The case was dismissed and tribal leaders have repeatedly said they have no plans to revive the suit.
Mashpee Wampanoag Tribal Council President Glenn Marshall hasn’t read the report, but said yesterday he wasn’t surprised by the findings.
While he acknowledged that dealing with the Bureau of Indian Affairs can be a frustrating endeavor, Marshall said he is still confident that it’s only a matter of time before his tribe is granted federal recognition.
“It’s not a matter of if Mashpee gets recognized. It’s a matter of when,” he said of his tribe, which has about 1,000 members on its rolls.
For several years now, the Mashpee Wampanoag petition for federal recognition has been stalled in the third spot on Bureau of Indian Affairs list of tribes waiting for “active consideration.”
The conclusions of the GAO report echo widespread criticisms of the federal recognition process. The report notes that while there is “less certainty about the basis of recognition decisions,” gambling run by Indians has surged, with tribal gaming revenues surpassing even Nevada and Atlantic City. The possibility of tribes entering the gaming industry may be coloring the recognition process.

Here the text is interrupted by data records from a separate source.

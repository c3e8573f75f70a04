//! Frontier CLI binary.
//!
//! Provides command-line interface for the Frontier portfolio optimizer.

mod integration;

use clap::{Parser, Subcommand};
use frontier_output::generate_portfolio_summary;
use integration::pipeline::{
    OptionOverrides, compute_moments, load_prices, resolve_options, run_optimization,
};
use integration::render::{AllocationFormat, moments_json, moments_table, render_allocation};
use std::fs;
use std::path::{Path, PathBuf};
use std::process;
use tracing::debug;
use tracing_subscriber::{EnvFilter, layer::SubscriberExt, util::SubscriberInitExt};

/// Tolerance used when reporting whether the final weights meet the constraints.
const REPORT_TOLERANCE: f64 = 1e-6;

#[derive(Parser)]
#[command(name = "frontier")]
#[command(about = "Frontier: minimum-variance portfolios for a target return", long_about = None)]
#[command(version)]
struct Cli {
    /// Enable debug logging
    #[arg(short, long, global = true)]
    verbose: bool,

    #[command(subcommand)]
    command: Commands,
}

#[derive(Subcommand)]
enum Commands {
    /// Compute minimum-variance weights for a target return
    Optimize {
        /// Price CSV (first column period label, one column per asset)
        prices: PathBuf,

        /// Target expected return per period (e.g. 0.01 for 1%)
        #[arg(long, allow_hyphen_values = true)]
        target: f64,

        /// JSON file with optimization options
        #[arg(long)]
        options: Option<PathBuf>,

        /// Numerical tolerance
        #[arg(long)]
        tolerance: Option<f64>,

        /// Iteration cap (reserved for iterative solvers)
        #[arg(long)]
        max_iterations: Option<usize>,

        /// Keep negative weights from the KKT solution
        #[arg(long)]
        allow_short: bool,

        /// Do not renormalise weights after clamping
        #[arg(long)]
        no_sum_to_one: bool,

        /// Portfolio name used in the output
        #[arg(long)]
        name: Option<String>,

        /// Output format (text, csv, json or pretty-json)
        #[arg(long, default_value = "text")]
        format: String,

        /// Write output to a file instead of stdout
        #[arg(long)]
        output: Option<PathBuf>,
    },

    /// Show mean returns, volatilities and the covariance matrix
    Moments {
        /// Price CSV (first column period label, one column per asset)
        prices: PathBuf,

        /// Output format (text or json)
        #[arg(long, default_value = "text")]
        format: String,
    },
}

fn main() {
    let cli = Cli::parse();
    init_tracing(cli.verbose);

    if let Err(e) = run(cli) {
        eprintln!("Error: {}", e);
        process::exit(1);
    }
}

fn init_tracing(verbose: bool) {
    let filter = if verbose {
        EnvFilter::new("debug")
    } else {
        EnvFilter::try_from_default_env().unwrap_or_else(|_| EnvFilter::new("warn"))
    };

    tracing_subscriber::registry()
        .with(tracing_subscriber::fmt::layer().with_writer(std::io::stderr))
        .with(filter)
        .init();
}

fn run(cli: Cli) -> Result<(), Box<dyn std::error::Error>> {
    match cli.command {
        Commands::Optimize {
            prices,
            target,
            options,
            tolerance,
            max_iterations,
            allow_short,
            no_sum_to_one,
            name,
            format,
            output,
        } => {
            let overrides = OptionOverrides {
                options_file: options,
                tolerance,
                max_iterations,
                allow_short,
                no_sum_to_one,
            };
            optimize(&prices, target, &overrides, name, &format, output.as_deref())?;
        }
        Commands::Moments { prices, format } => {
            moments(&prices, &format)?;
        }
    }

    Ok(())
}

fn optimize(
    path: &Path,
    target: f64,
    overrides: &OptionOverrides,
    name: Option<String>,
    format: &str,
    output: Option<&Path>,
) -> Result<(), Box<dyn std::error::Error>> {
    let format: AllocationFormat = format.parse()?;
    let table = load_prices(path)?;
    let options = resolve_options(overrides)?;
    debug!(?options, "Resolved options");

    let result = run_optimization(&table, target, options)?;

    let name = name.unwrap_or_else(|| {
        path.file_stem()
            .map_or_else(|| "portfolio".to_string(), |s| s.to_string_lossy().into_owned())
    });
    let summary = generate_portfolio_summary(name, &table.asset_names, &result, REPORT_TOLERANCE)?;

    let rendered = render_allocation(
        path.display().to_string(),
        &table,
        &summary,
        result.diagnostics,
        format,
    )?;

    emit(&rendered, output)
}

fn moments(path: &Path, format: &str) -> Result<(), Box<dyn std::error::Error>> {
    let table = load_prices(path)?;
    let moments = compute_moments(&table)?;

    match format {
        "json" => println!(
            "{}",
            serde_json::to_string_pretty(&moments_json(&table.asset_names, &moments))?
        ),
        "text" => print!("{}", moments_table(&table.asset_names, &moments)),
        other => return Err(format!("Unknown format: {} (expected text or json)", other).into()),
    }

    Ok(())
}

fn emit(content: &str, output: Option<&Path>) -> Result<(), Box<dyn std::error::Error>> {
    match output {
        Some(path) => {
            fs::write(path, content)?;
            println!("Wrote {}", path.display());
        }
        None => print!("{content}"),
    }
    Ok(())
}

Only about two dozen tribes earn the bulk of gambling money, and Connecticut’s two Indian-owned casinos – the Mohegan Sun and Foxwoods casinos capture 20 percent of the annual business.
The Aquinnah Wampanoag of Martha’s Vineyard, who were federally recognized in 1987 by an act of Congress, are pursuing opening a casino in Southeastern Massachusetts after having failed to do so several years ago.
Connecticut state Sen. William H. Nickerson, R-Greenwich, a critic of the tribal recognition process, called on Congress to immediately order a halt to the recognition of new tribes.
“The report … is a confirmation of what many have found to be the case,” Nickerson said. “The process as now constituted is utterly inadequate. … You can’t put applications into a broken meat grinder.”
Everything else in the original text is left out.